Due to the requirement for CAF officer to obtain a university degree, the CAF will pay successful recruits to complete a bachelor degree program in the Royal Military College System. Recruits will receive full-time salary including medical and dental care, as well as vacation time with full pay in exchange for working in the CAF for a period of time. Typically, candidates enter the Canadian Military College System as an Officer Cadet where they study subjects relevant to both their military and academic career. In rare instances, based on the needs of the CAF, candidates may be approved attend another Canadian University. A determination will be made on a case by case basis. If you are applying for this program, you must apply to the CAF and it is recommended to apply to other Canadian universities of your choice should you not be accepted for ROTP.

Learn more about our Paid Education programs here.

Serve with the Reserve Force

This position is available for part-time employment through the Reserve Force. Reservists generally work part-time for a Reserve unit in their community. They are not posted or required to do a military move. However, they can volunteer to move to another base. They may also volunteer for deployment on a military mission within or outside Canada.

Reserve Force training

Reservists train with their home unit to ensure that they meet the required professional standards of the job. If additional training is required in order to acquire specialized skills, arrangements will be made by the home unit.

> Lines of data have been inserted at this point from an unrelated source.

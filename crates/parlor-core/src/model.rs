//! Chat records stored in logs and registries.
//!
//! Field names on the wire follow the client protocol (`camelCase`, `r` for
//! the message counter) so snapshots can be handed to the delivery sink
//! without translation.

use serde::{Deserialize, Serialize};

/// Channel key material. Channels without keys are not listed publicly.
#[derive(Debug, Clone, Default, PartialEq, Eq, Serialize, Deserialize)]
pub struct ChannelKeys {
    #[serde(default, skip_serializing_if = "Option::is_none")]
    pub ivk: Option<String>,
    #[serde(default, skip_serializing_if = "Option::is_none")]
    pub sk: Option<String>,
}

/// Channel metadata as supplied by a caller or a seed manifest.
#[derive(Debug, Clone, PartialEq, Eq, Serialize, Deserialize)]
pub struct ChannelInfo {
    pub address: String,
    pub name: String,
    #[serde(default)]
    pub description: String,
    #[serde(default)]
    pub owner: String,
    #[serde(default)]
    pub timestamp: i64,
    #[serde(default, skip_serializing_if = "Option::is_none")]
    pub keys: Option<ChannelKeys>,
}

impl ChannelInfo {
    /// Minimal metadata for a channel known only by its address.
    pub fn for_address(address: &str) -> Self {
        Self {
            address: address.to_string(),
            name: address.to_string(),
            description: String::new(),
            owner: String::new(),
            timestamp: 0,
            keys: None,
        }
    }
}

/// Channel registry value: the metadata plus the locator of the channel log.
#[derive(Debug, Clone, PartialEq, Eq, Serialize, Deserialize)]
#[serde(rename_all = "camelCase")]
pub struct ChannelRecord {
    pub address: String,
    pub name: String,
    pub description: String,
    pub owner: String,
    pub timestamp: i64,
    #[serde(default, skip_serializing_if = "Option::is_none")]
    pub keys: Option<ChannelKeys>,
    pub log_address: String,
}

impl ChannelRecord {
    pub fn new(info: ChannelInfo, log_address: String) -> Self {
        Self {
            address: info.address,
            name: info.name,
            description: info.description,
            owner: info.owner,
            timestamp: info.timestamp,
            keys: info.keys,
            log_address,
        }
    }

    pub fn info(&self) -> ChannelInfo {
        ChannelInfo {
            address: self.address.clone(),
            name: self.name.clone(),
            description: self.description.clone(),
            owner: self.owner.clone(),
            timestamp: self.timestamp,
            keys: self.keys.clone(),
        }
    }

    /// Whether the record carries key material and is publicly listed.
    pub fn has_keys(&self) -> bool {
        self.keys.is_some()
    }
}

/// A chat message appended to a channel or conversation log.
#[derive(Debug, Clone, PartialEq, Eq, Serialize, Deserialize)]
#[serde(rename_all = "camelCase")]
pub struct MessageEntry {
    pub id: String,
    #[serde(rename = "type")]
    pub kind: i64,
    pub type_indicator: i64,
    pub message: String,
    pub created_at: i64,
    #[serde(rename = "r")]
    pub counter: i64,
    pub channel_id: String,
    pub signature: String,
}

/// Direct-message users registry value.
#[derive(Debug, Clone, PartialEq, Eq, Serialize, Deserialize)]
#[serde(rename_all = "camelCase")]
pub struct UserRecord {
    pub half_key: String,
}

/// Conversation registry value.
#[derive(Debug, Clone, PartialEq, Eq, Serialize, Deserialize)]
#[serde(rename_all = "camelCase")]
pub struct ConversationRecord {
    pub address: String,
    pub encrypted_secret: String,
}

#[cfg(test)]
mod tests {
    use super::*;

    #[test]
    fn test_message_wire_names() {
        let msg = MessageEntry {
            id: "m1".into(),
            kind: 1,
            type_indicator: 0,
            message: "hello".into(),
            created_at: 1_600_000_000,
            counter: 3,
            channel_id: "general".into(),
            signature: "sig".into(),
        };
        let json = serde_json::to_value(&msg).unwrap();
        assert_eq!(json["type"], 1);
        assert_eq!(json["typeIndicator"], 0);
        assert_eq!(json["createdAt"], 1_600_000_000);
        assert_eq!(json["r"], 3);
        assert_eq!(json["channelId"], "general");
    }

    #[test]
    fn test_channel_info_defaults() {
        let info: ChannelInfo =
            serde_json::from_str(r#"{"address":"general","name":"general"}"#).unwrap();
        assert_eq!(info.description, "");
        assert!(info.keys.is_none());

        let record = ChannelRecord::new(info.clone(), "/parlor/00".into());
        assert!(!record.has_keys());
        assert_eq!(record.info(), info);
    }
}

It is also possible to set up an “Individual Learning Plan” to take courses leading to a university degree related to this job, and upon successful completion, be reimbursed for up to 50 percent of tuition and other mandatory costs. Education fees for successfully completed courses are reimbursed as long as the student was a Reservist during the entire duration of the course.

Reserve Working Environment

Typically, Reservists work or train with their home unit for at least four evenings and one weekend per month, from September to May of each year. They are paid 92.8 percent of Regular Force rates of pay and receive a reasonable benefits package.